Data for the task Block Start
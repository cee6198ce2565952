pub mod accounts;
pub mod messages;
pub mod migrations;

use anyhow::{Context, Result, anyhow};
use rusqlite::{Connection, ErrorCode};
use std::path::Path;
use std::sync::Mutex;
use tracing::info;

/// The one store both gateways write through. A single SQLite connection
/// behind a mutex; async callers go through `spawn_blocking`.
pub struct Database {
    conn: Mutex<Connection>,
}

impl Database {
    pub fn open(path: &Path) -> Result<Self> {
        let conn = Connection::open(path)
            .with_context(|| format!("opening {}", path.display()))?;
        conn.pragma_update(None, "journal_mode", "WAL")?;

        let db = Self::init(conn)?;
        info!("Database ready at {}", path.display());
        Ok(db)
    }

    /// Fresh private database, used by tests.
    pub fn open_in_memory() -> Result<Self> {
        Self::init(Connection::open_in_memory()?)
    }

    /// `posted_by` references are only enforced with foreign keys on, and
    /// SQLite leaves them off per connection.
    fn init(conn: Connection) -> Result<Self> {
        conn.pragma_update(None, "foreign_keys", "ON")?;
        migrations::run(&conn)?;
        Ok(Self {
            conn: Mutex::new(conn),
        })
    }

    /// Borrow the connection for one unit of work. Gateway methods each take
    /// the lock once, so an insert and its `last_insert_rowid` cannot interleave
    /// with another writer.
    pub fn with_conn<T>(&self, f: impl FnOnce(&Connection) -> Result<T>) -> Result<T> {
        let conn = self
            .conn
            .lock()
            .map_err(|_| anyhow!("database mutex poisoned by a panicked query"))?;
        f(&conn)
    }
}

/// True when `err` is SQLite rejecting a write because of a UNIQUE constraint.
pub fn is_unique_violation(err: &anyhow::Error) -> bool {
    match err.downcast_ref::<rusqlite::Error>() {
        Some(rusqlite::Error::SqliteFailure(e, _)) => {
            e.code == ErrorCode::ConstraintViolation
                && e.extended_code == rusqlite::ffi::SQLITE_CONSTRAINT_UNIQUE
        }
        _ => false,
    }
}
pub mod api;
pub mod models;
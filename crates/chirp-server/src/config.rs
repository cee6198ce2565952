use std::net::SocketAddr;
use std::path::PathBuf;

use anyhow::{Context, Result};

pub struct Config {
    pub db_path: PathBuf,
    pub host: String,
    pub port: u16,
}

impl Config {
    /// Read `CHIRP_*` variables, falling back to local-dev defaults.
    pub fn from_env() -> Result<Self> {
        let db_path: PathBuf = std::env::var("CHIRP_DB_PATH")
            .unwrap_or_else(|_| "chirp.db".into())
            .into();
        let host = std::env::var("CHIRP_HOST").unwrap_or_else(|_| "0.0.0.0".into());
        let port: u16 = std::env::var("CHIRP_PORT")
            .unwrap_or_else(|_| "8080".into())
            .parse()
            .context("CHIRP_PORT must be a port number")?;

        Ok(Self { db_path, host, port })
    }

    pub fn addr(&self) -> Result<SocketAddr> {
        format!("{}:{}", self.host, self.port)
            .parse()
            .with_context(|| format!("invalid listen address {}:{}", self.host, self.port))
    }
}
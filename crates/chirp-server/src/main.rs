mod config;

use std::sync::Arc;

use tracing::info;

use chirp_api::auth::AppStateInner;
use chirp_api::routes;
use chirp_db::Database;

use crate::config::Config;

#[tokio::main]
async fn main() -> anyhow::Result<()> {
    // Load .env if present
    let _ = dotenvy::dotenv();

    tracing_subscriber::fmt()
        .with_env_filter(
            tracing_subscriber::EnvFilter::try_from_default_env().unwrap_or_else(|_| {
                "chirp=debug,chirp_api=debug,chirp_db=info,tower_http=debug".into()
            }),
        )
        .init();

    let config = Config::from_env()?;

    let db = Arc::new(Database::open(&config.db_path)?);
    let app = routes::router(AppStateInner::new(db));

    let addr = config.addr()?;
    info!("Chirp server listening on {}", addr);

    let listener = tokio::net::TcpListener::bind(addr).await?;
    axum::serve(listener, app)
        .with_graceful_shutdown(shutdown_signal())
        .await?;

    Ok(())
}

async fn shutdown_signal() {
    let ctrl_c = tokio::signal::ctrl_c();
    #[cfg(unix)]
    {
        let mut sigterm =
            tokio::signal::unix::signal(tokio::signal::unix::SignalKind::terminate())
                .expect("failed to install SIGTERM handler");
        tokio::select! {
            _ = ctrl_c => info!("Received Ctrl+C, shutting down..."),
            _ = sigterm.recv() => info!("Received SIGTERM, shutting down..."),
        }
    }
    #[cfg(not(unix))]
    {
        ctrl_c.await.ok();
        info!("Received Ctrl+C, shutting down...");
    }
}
Data for the task Block End
Data for the task Block Start
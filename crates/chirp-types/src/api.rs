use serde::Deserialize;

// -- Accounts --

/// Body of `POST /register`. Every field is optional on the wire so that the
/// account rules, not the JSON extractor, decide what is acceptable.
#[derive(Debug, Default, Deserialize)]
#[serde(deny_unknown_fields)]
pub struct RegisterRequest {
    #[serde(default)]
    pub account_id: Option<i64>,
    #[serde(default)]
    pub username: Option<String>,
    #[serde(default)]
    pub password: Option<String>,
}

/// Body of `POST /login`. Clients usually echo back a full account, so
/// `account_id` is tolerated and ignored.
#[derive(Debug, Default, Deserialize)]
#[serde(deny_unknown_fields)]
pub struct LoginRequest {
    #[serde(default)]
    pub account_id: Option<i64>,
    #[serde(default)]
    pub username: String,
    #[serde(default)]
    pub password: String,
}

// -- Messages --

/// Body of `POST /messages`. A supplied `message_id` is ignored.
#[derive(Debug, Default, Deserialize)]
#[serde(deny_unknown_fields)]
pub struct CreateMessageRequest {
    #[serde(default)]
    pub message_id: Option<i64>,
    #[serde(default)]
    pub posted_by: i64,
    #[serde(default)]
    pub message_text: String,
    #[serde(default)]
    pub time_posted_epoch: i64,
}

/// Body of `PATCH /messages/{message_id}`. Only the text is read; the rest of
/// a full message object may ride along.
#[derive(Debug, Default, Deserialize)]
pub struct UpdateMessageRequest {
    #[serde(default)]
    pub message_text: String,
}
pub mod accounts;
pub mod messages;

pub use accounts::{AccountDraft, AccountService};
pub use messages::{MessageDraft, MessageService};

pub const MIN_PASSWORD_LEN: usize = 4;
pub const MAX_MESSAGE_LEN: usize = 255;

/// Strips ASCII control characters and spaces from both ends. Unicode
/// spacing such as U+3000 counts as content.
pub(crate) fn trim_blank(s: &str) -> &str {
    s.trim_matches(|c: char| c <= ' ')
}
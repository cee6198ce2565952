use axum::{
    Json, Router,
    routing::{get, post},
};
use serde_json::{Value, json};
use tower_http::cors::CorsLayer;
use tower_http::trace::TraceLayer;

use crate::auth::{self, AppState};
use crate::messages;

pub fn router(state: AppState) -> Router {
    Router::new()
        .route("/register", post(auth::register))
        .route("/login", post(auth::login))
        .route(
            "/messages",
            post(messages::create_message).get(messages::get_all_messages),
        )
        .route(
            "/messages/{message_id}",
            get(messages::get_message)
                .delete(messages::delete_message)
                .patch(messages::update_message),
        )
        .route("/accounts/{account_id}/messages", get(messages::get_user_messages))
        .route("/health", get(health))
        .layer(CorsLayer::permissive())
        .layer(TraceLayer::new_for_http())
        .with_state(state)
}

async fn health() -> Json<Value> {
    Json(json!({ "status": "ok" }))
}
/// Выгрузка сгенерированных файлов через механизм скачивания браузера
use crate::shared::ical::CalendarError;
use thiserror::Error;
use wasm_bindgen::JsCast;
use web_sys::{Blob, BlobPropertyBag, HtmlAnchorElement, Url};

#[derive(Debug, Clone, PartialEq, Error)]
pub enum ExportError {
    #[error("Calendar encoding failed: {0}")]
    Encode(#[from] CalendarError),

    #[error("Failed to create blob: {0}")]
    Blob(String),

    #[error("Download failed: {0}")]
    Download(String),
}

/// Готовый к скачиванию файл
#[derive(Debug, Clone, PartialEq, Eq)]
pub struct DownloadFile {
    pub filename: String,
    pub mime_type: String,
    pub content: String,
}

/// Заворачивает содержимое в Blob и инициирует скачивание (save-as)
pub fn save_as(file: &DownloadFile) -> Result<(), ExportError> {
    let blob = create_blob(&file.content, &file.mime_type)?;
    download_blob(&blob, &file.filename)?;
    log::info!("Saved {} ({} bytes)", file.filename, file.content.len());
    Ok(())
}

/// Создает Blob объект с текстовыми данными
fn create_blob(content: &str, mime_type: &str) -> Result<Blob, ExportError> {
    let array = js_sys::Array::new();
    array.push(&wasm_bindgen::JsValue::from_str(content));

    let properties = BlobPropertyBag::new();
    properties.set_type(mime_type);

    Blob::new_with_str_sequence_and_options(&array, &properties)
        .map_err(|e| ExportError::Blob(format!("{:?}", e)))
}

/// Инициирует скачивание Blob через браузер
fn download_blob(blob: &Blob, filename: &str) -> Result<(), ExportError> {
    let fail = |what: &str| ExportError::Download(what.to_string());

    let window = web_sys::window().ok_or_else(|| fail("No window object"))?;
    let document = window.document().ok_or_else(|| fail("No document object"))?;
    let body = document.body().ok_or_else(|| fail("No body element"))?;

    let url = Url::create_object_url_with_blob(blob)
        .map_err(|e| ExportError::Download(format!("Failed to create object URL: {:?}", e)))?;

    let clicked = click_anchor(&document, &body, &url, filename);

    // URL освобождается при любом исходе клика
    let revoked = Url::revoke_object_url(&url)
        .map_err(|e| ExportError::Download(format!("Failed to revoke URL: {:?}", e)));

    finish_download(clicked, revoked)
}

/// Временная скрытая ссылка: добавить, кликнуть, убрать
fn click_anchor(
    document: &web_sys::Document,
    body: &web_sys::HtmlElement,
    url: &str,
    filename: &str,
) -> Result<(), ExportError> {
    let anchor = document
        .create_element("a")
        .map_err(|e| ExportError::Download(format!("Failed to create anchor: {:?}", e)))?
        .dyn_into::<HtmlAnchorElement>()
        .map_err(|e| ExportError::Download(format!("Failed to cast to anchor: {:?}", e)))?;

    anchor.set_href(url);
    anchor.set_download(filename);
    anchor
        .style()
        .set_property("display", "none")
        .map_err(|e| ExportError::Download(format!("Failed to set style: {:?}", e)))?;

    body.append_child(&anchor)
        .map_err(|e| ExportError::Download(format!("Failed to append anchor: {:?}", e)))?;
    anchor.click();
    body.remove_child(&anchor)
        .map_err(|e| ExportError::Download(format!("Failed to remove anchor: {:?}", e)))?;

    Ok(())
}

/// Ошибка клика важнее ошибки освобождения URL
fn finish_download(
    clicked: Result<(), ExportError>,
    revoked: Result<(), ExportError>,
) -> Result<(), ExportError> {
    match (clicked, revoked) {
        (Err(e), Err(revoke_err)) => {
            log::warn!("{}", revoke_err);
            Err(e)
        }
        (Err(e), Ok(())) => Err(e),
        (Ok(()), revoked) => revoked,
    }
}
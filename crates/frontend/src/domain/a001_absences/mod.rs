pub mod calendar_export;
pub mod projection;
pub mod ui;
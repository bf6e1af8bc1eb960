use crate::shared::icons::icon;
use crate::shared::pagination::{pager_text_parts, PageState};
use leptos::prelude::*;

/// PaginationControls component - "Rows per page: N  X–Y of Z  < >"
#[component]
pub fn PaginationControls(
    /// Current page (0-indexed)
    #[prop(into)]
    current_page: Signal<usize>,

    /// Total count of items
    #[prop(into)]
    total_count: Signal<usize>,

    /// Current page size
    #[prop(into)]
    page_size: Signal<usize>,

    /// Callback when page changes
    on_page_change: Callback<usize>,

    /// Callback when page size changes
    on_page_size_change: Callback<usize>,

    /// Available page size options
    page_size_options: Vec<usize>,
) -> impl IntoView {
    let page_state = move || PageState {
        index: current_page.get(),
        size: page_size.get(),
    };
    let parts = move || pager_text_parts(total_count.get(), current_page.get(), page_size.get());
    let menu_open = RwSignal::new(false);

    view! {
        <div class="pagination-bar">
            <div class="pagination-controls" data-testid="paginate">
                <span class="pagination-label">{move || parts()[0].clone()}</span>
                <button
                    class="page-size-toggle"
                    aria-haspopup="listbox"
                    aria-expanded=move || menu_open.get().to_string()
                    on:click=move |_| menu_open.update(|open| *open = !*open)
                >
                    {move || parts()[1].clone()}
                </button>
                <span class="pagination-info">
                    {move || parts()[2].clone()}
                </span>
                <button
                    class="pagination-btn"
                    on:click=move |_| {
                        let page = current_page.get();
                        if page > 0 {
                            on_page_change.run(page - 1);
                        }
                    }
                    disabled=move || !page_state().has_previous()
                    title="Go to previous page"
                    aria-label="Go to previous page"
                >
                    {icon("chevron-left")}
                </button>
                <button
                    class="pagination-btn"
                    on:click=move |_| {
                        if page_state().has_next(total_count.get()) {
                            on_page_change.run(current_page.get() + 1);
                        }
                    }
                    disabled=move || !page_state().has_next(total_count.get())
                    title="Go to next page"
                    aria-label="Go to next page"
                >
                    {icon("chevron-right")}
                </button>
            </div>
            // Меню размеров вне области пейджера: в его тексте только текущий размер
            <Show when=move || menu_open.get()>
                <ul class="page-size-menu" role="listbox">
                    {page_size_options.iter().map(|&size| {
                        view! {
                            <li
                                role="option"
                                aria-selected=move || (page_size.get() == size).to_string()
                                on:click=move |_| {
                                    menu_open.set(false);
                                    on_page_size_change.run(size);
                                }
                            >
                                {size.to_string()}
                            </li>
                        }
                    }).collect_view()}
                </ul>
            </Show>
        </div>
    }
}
Data for the task Block End
> [Task statement]:
The lines to show are those in the data above that include "HtmlAnchorElement".

> [Written answer]:
use web_sys::{Blob, BlobPropertyBag, HtmlAnchorElement, Url};
        .dyn_into::<HtmlAnchorElement>()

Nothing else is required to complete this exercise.